Novelty. In search of. If I were to post an online ad, that would be
it. There is a sameness to my life at
this moment, a predictability that stretches time like taffy. After sixty-eight days of quarantine, I know
exactly how the hours will shake out. My
tasks are tedious. Conversations with
friends have become routine (“what’s new” doesn’t start a talkfest like it used
to). I’ve even gotten used to the stresses (grocery shopping, self-imposed
deadlines, and that weird adaptation of FOMO where I feel guilty for not having
a sourdough starter).
The only variety in my life comes from
my daily walks. Every afternoon I set my
red-shoe shod feet on a quest for serendipity.
Which brings me to Horace Walpole and
the year 1754. (Well obviously not my
well-shod feet, but my meandering mind.)
Anyway, Mr. Walpole, who prided
himself on being something of a wordsmith, was writing a letter describing an
apocryphal tale, “The Three Princes of Serendip” (Serendip being the name for Sri Lanka in
those days) in which the traveling princes were always making accidental
discoveries, unrelated to their actual quests. Describing these happy
accidents, Walpole coined the term “serendipity.”

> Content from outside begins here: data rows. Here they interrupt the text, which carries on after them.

//! Configuration loaded from a JSON document.

use std::path::{Path, PathBuf};

use anyhow::{format_err, Error};
use serde::{Deserialize, Serialize};

fn default_bucket() -> String {
    "bucket".to_string()
}

fn default_workers() -> usize {
    4
}

fn default_max_index_size() -> usize {
    256
}

fn default_prefix_index_path() -> PathBuf {
    PathBuf::from("/var/log/prefix_index_data.json")
}

/// Connection settings for the object store.
///
/// The endpoint locator selects the backend: `dir:<path>` serves objects
/// from a local directory tree, `mem:<name>` from a process wide
/// in-memory store (see [`crate::store::connect`]).
#[derive(Clone, Debug, Serialize, Deserialize)]
pub struct S3Config {
    pub endpoint: String,
    #[serde(default)]
    pub access_key: String,
    #[serde(default)]
    pub secret_key: String,
    #[serde(default = "default_bucket")]
    pub bucket: String,
}

/// Top level data mover configuration.
#[derive(Clone, Debug, Deserialize)]
pub struct MoverConfig {
    pub s3: S3Config,
    #[serde(default = "default_workers")]
    pub workers: usize,
    #[serde(default = "default_max_index_size")]
    pub max_index_size: usize,
    /// Opaque NFS cluster name stamped into every index batch.
    #[serde(default)]
    pub nfs_cluster: String,
    /// Destination root for `get` operations.
    #[serde(default)]
    pub dest_path: PathBuf,
    #[serde(default)]
    pub dryrun: bool,
    /// Location of the persistent prefix index produced by an earlier
    /// indexing run.
    #[serde(default = "default_prefix_index_path")]
    pub prefix_index_path: PathBuf,
    /// Where to write the final transfer summary. No report if unset.
    #[serde(default)]
    pub report_path: Option<PathBuf>,
}

impl MoverConfig {
    pub fn load<P: AsRef<Path>>(path: P) -> Result<Self, Error> {
        let path = path.as_ref();
        let contents = std::fs::read_to_string(path)
            .map_err(|err| format_err!("unable to read config {:?} - {}", path, err))?;
        serde_json::from_str(&contents)
            .map_err(|err| format_err!("malformed config {:?} - {}", path, err))
    }
}
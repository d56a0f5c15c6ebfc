//! Hash key arithmetic shared by the progress tracker and executors.

/// Number of `/` separated segments in a hash key.
///
/// Empty segments count, so `"/A/B"` has depth 3 and the prefix form
/// `"A/B/"` has depth 3 as well. Keys at depth 2 or below are roots of
/// the progress map and are never removed.
pub fn key_depth(key: &str) -> usize {
    key.split('/').count()
}

/// Parent hash key.
///
/// Prefix form keys (trailing `/`) drop their last two segments and keep
/// the trailing slash: `"A/B/" -> "A/"`. Path form keys drop one
/// segment: `"/A/B" -> "/A"`.
pub fn parent_key(key: &str) -> String {
    let segments: Vec<&str> = key.split('/').collect();
    if key.ends_with('/') {
        let keep = segments.len().saturating_sub(2);
        let mut parent = segments[..keep].join("/");
        parent.push('/');
        parent
    } else {
        segments[..segments.len() - 1].join("/")
    }
}

/// Last path segment of an object key (`"a/b/c" -> "c"`).
pub fn last_segment(key: &str) -> &str {
    key.rsplit('/').next().unwrap_or(key)
}

#[cfg(test)]
mod tests {
    use super::*;

    #[test]
    fn depth_counts_empty_segments() {
        assert_eq!(key_depth("/A"), 2);
        assert_eq!(key_depth("/A/B"), 3);
        assert_eq!(key_depth("A/B/"), 3);
        assert_eq!(key_depth("/root/"), 3);
    }

    #[test]
    fn parent_of_path_form_keys() {
        assert_eq!(parent_key("/A/B"), "/A");
        assert_eq!(parent_key("/A/B/C"), "/A/B");
    }

    #[test]
    fn parent_of_prefix_form_keys() {
        assert_eq!(parent_key("A/B/"), "A/");
        assert_eq!(parent_key("A/B/C/"), "A/B/");
        assert_eq!(parent_key("A/"), "/");
    }

    #[test]
    fn last_segment_of_keys() {
        assert_eq!(last_segment("a/b/c"), "c");
        assert_eq!(last_segment("c"), "c");
        assert_eq!(last_segment("a/b/"), "");
    }
}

So, as I traipse along the paths and
arteries of my downtown neighborhood, I am in constant search of something
novel (something not followed by the term coronavirus). Being a curator, I find I am trying to
assemble my visual impressions into artistic categories—actual outdoor art--sculptures
on museum grounds, statues in front gardens,
that Barbie installation in the Dupont yard (cover your eyes, some of
them are nude). Architectural art is
another category. Looking up, I find caryatids with really strong shoulders
holding up the government ( well, at least the government buildings), gargoyles conveying their displeasure as they
spit, and of course those muscle-bound wrestlers grappling with snakes, bears
and each other that mark the most innocuous of buildings as arenas of combat.
But mostly I wait for serendipity, the
accidental discovery of something that was placed in my path for no reason
other than to give joy to the maker and bring joy to me. I don’t stumble upon it every time, but when
I do, I can quote Archimedes, whose cry, Eureka, means “I have found!”
I give you my shoe, and some
serendipitous sidewalk art. Art Heals.